Headed by the University of Tubingen, the consortium of 18 European and Australian institutions will perform whole-exome sequencing of 1,100 individuals and aims to identify causative genes for at least 80% of the studied syndromes.
The Neuromics Consortium hopes its work will yield better diagnostic panels that can increase the diagnosis rate for ten main neurodegenerative and neuromuscular disease types — including ataxia, spastic paraplegia, Huntington's disease, muscular dystrophy and spinal muscular atrophy — as well as provide information on genes and pathways that could inform new treatments.
The consortium will collaborate with Iceland's Decode Genetics, that will perform the sequencing on Illumina HiSeq and provide the main data; with Agilent Technologies, to develop new diagnostic gene panels based on the HaloPlex technology; and with Ariadne Genomics, that will provide bioinformatic support for data analysis. Also RNA-seq and other omics apporaches will be used by the consortium in the second phase of diagnostic panel development and validation.
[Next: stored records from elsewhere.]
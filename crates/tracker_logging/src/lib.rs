#![deny(missing_docs)]
//! Shared logging utilities for the tracker workspace.
//!
//! This crate provides the `tracker_*` logging macros used across the codebase
//! and a minimal test initializer for the global logger.

use std::cell::Cell;

thread_local! {
    /// Thread-local storage for the current poll-cycle number.
    static POLL_CYCLE: Cell<u64> = const { Cell::new(0) };
}

/// Sets the poll-cycle number for the current thread.
/// The scheduler calls this once at the start of every cycle.
pub fn set_poll_cycle(cycle: u64) {
    POLL_CYCLE.with(|v| v.set(cycle));
}

/// Retrieves the poll-cycle number for the current thread.
/// Returns 0 if no cycle has started yet.
pub fn get_poll_cycle() -> u64 {
    POLL_CYCLE.with(|v| v.get())
}

/// Logs a trace-level message using the global logging facade.
#[macro_export]
macro_rules! tracker_trace {
    ($($arg:tt)*) => {{
        log::trace!($($arg)*);
    }};
}

/// Logs an info-level message using the global logging facade.
#[macro_export]
macro_rules! tracker_info {
    ($($arg:tt)*) => {{
        log::info!($($arg)*);
    }};
}

/// Logs a debug-level message using the global logging facade.
#[macro_export]
macro_rules! tracker_debug {
    ($($arg:tt)*) => {{
        log::debug!($($arg)*);
    }};
}

/// Logs a warn-level message using the global logging facade.
#[macro_export]
macro_rules! tracker_warn {
    ($($arg:tt)*) => {{
        log::warn!($($arg)*);
    }};
}

/// Logs an error-level message using the global logging facade.
#[macro_export]
macro_rules! tracker_error {
    ($($arg:tt)*) => {{
        log::error!($($arg)*);
    }};
}

/// Initializes a simple terminal logger for use in unit tests.
///
/// This safely no-ops if another logger has already been initialized.
pub fn initialize_for_tests() {
    use simplelog::{ColorChoice, CombinedLogger, Config, TermLogger, TerminalMode};

    // Use debug level in debug builds, info in release builds.
    let level = if cfg!(debug_assertions) {
        log::LevelFilter::Debug
    } else {
        log::LevelFilter::Info
    };

    // Ignore the error if a logger was already set by another test.
    let _ = CombinedLogger::init(vec![TermLogger::new(
        level,
        Config::default(),
        TerminalMode::Mixed,
        ColorChoice::Auto,
    )]);
}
A recent post on GenomeWeb reports that in a document describing the project, the consortium wrote that at the end of the funding period, it expects "to have elucidated the genetic basis for [more than] 80 [percent] of investigated patient groups." According to the group, the new genes will be added to existing databases and used to develop the first overlapping gene panel that can be used to diagnose several of these individual diseases, "overcoming time consuming and costly single gene analysis."